▸ **ASSIGNED TASK**
Which lines of the listing hold the string "push"? Show each of them.

--- START ---

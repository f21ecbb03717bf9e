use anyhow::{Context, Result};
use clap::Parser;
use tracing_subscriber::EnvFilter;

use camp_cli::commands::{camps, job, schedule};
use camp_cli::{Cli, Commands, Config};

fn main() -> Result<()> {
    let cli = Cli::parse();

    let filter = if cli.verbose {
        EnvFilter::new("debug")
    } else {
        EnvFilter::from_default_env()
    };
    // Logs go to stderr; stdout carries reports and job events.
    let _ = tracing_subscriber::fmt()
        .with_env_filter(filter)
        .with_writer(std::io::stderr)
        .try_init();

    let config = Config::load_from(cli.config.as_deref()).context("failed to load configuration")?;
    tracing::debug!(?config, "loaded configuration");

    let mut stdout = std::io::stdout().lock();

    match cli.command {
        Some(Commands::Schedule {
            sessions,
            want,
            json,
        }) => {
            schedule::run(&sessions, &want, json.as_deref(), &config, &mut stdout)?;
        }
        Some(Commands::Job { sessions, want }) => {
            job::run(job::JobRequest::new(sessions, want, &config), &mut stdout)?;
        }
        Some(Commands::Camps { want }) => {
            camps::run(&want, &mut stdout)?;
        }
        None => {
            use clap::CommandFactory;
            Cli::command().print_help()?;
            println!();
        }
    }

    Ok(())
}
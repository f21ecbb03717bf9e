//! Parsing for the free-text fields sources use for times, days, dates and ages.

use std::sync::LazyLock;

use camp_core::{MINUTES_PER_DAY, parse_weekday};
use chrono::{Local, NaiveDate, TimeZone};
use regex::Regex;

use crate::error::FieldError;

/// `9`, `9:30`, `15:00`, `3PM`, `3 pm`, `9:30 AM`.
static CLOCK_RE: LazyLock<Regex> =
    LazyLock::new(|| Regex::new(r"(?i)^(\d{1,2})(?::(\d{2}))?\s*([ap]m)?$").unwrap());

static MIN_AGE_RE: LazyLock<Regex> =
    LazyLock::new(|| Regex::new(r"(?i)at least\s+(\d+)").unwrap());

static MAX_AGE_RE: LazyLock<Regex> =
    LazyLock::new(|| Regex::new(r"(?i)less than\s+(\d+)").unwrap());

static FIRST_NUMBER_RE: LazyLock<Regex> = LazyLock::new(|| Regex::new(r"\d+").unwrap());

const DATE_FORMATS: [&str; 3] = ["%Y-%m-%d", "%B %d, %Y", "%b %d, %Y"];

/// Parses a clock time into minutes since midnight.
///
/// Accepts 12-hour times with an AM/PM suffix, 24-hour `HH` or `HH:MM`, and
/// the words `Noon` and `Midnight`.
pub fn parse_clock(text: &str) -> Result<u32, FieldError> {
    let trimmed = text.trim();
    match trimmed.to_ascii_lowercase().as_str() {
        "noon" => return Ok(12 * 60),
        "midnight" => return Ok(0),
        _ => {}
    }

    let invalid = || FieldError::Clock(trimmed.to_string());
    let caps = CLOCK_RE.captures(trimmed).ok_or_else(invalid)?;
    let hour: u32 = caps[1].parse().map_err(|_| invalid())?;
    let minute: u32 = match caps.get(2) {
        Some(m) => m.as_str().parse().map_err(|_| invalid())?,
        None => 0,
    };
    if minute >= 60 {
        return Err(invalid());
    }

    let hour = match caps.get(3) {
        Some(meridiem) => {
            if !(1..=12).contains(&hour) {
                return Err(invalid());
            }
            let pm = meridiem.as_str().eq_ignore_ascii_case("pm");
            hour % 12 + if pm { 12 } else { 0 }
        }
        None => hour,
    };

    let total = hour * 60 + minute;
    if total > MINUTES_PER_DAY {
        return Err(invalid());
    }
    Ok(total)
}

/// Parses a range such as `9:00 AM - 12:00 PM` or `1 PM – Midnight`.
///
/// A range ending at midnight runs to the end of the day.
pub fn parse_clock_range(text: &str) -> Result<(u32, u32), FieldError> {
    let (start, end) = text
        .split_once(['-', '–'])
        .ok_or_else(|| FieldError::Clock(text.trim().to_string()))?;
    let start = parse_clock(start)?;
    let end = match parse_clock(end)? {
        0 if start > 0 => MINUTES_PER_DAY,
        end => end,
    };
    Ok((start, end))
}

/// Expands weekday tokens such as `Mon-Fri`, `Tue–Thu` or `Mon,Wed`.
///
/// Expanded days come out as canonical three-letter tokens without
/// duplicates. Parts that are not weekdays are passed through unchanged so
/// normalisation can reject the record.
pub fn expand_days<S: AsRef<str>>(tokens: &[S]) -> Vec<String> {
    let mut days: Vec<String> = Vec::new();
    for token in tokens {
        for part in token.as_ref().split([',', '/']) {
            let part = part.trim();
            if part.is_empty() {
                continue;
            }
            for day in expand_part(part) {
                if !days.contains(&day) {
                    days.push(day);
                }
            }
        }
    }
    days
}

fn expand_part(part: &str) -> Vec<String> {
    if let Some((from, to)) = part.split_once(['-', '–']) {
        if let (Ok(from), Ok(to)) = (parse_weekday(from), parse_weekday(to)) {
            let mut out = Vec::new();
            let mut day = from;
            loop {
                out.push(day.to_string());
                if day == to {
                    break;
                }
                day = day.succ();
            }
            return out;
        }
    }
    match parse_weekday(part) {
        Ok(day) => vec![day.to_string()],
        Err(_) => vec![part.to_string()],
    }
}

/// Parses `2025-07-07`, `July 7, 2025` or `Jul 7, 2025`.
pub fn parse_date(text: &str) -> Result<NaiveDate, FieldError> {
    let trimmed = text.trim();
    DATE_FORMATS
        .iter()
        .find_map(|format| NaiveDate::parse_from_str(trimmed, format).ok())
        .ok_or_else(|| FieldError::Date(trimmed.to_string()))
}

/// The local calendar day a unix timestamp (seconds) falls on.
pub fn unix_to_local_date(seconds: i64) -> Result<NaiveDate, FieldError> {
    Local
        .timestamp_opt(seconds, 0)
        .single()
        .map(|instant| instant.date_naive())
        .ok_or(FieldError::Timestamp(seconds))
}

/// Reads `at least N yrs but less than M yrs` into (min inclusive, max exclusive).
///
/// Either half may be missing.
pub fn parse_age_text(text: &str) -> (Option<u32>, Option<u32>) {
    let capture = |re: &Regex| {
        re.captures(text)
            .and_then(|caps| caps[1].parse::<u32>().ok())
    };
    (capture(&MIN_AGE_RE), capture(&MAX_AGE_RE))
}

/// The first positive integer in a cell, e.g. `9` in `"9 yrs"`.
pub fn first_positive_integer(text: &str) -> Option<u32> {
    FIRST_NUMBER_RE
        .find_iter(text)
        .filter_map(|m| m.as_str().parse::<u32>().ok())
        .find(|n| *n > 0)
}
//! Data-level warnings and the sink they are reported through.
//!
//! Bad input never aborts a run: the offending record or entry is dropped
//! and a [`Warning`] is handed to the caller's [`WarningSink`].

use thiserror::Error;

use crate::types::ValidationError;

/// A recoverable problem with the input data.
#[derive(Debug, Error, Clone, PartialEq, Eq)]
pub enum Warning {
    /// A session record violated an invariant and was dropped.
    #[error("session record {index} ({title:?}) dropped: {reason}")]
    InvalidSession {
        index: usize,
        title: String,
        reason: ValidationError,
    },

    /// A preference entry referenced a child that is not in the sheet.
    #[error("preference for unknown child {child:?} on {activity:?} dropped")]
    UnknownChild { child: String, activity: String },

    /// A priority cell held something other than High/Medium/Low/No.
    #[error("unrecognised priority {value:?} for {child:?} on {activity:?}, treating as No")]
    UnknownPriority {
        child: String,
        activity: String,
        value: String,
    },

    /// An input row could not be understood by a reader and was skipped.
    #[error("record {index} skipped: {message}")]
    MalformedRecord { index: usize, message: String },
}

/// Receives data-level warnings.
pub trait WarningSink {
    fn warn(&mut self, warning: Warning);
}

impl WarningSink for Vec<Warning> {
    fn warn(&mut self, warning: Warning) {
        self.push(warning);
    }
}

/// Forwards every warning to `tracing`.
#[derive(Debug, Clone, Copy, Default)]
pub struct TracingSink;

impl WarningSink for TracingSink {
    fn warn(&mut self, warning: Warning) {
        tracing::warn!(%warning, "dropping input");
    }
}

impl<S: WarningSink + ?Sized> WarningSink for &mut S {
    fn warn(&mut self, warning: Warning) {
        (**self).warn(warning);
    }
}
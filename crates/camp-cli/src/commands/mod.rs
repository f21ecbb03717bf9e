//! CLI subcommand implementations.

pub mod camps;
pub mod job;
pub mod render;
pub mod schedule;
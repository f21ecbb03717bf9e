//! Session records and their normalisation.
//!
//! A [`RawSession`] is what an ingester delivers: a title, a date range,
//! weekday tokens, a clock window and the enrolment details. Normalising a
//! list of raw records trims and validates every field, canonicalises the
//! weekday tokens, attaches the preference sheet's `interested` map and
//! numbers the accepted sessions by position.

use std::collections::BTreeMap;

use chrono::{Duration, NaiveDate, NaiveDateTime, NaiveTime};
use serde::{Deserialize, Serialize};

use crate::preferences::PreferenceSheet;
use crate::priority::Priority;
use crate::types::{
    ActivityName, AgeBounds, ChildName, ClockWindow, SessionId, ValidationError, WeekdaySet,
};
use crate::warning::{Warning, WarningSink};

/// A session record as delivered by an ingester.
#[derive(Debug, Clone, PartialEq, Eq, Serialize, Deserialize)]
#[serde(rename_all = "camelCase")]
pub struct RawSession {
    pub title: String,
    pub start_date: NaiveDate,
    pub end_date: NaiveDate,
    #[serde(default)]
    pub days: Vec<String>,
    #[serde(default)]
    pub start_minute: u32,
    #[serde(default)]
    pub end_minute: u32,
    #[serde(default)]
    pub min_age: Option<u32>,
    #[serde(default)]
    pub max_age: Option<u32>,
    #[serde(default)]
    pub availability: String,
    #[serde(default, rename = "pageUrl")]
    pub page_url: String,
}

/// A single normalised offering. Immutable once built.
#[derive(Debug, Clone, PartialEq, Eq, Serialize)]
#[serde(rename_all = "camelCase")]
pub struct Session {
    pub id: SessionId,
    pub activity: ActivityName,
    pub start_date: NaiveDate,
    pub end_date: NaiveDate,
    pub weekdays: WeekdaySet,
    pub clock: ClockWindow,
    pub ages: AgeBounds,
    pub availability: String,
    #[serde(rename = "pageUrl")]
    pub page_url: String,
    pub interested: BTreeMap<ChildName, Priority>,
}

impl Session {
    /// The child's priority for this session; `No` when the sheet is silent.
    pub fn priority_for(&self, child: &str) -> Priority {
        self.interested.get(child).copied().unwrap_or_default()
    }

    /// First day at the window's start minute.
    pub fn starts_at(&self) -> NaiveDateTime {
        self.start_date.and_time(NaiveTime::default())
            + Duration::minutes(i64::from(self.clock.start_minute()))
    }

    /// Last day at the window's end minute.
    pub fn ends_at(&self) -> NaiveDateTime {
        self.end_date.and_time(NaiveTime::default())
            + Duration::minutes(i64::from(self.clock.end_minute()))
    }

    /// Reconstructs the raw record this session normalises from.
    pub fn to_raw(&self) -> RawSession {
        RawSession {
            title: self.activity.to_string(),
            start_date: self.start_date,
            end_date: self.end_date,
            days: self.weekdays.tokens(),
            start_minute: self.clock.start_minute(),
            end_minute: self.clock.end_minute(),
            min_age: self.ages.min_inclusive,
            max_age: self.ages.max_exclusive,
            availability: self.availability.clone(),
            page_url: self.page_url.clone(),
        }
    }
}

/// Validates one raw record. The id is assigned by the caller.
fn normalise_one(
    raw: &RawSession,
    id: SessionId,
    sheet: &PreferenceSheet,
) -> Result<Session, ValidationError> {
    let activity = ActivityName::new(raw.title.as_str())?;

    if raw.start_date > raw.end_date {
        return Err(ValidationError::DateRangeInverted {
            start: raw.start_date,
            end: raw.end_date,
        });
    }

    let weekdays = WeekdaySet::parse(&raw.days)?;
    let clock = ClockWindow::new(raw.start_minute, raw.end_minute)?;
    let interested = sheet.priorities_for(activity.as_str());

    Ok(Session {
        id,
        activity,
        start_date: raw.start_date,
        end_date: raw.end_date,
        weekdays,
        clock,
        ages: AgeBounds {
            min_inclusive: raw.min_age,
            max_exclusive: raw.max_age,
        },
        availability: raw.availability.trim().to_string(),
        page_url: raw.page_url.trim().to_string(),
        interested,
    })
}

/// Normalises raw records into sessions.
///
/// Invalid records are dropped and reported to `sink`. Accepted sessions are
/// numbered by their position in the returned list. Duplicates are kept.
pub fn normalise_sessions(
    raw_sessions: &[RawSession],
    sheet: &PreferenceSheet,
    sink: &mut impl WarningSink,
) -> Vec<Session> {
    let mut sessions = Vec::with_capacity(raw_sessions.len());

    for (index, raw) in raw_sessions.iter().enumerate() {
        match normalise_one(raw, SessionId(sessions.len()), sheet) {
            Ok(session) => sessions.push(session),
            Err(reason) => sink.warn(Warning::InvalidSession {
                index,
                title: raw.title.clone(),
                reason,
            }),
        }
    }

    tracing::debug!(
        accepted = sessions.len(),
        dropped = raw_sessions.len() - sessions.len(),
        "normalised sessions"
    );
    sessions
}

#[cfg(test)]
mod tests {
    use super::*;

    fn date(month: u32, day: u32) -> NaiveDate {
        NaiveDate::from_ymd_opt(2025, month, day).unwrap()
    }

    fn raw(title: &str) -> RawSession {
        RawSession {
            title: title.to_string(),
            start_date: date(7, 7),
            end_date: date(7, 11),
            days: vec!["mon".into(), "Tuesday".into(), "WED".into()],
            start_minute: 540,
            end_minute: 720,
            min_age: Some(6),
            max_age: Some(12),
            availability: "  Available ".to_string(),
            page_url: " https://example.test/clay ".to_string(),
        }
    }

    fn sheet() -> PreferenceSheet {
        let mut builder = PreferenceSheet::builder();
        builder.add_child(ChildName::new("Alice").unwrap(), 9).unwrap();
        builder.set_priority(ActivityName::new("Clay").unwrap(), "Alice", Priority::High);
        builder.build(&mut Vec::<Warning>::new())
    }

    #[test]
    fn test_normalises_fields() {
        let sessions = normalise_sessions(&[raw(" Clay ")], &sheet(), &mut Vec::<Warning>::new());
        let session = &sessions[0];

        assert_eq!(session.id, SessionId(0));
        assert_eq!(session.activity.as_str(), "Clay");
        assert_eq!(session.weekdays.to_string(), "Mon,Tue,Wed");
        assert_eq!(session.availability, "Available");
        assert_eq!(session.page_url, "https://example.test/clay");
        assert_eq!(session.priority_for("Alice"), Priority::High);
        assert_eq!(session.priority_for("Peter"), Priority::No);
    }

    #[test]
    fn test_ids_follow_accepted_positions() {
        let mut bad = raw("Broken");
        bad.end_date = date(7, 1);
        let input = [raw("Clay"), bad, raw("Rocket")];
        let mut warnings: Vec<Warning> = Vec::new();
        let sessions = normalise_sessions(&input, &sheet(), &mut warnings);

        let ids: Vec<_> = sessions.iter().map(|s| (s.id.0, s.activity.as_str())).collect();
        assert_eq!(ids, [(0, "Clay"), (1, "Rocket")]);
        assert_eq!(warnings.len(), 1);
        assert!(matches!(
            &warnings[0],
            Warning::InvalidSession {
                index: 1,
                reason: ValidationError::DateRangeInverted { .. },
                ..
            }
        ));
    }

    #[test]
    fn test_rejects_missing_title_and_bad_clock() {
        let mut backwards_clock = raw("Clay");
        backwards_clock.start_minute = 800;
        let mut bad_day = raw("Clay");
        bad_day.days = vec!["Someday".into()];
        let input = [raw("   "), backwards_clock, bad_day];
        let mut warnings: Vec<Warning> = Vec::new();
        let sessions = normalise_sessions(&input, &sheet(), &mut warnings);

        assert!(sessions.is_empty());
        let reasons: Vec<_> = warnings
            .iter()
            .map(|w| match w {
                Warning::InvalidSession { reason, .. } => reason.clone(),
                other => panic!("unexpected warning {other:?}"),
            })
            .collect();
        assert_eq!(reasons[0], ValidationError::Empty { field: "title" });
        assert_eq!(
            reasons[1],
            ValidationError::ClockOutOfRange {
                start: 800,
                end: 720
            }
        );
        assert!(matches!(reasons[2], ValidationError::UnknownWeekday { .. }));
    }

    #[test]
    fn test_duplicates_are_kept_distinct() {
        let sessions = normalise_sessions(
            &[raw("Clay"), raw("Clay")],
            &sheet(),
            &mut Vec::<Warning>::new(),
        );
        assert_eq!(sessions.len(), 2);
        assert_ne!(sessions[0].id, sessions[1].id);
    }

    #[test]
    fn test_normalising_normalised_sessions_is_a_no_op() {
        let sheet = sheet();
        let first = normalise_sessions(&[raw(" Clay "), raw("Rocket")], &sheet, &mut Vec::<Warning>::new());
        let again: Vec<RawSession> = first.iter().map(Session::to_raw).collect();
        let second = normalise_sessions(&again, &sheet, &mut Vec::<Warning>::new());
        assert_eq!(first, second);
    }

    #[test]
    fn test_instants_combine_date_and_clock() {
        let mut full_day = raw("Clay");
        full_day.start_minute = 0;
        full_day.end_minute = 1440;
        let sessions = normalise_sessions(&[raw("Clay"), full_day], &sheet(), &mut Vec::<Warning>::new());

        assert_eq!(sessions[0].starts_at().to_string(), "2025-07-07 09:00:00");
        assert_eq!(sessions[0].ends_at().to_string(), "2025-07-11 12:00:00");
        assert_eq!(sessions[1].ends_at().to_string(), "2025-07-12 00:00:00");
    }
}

--- END ---

▸ **SOLVED PROBLEM**
                    days.push(day);
                out.push(day.to_string());
        self.push(warning);
            Ok(session) => sessions.push(session),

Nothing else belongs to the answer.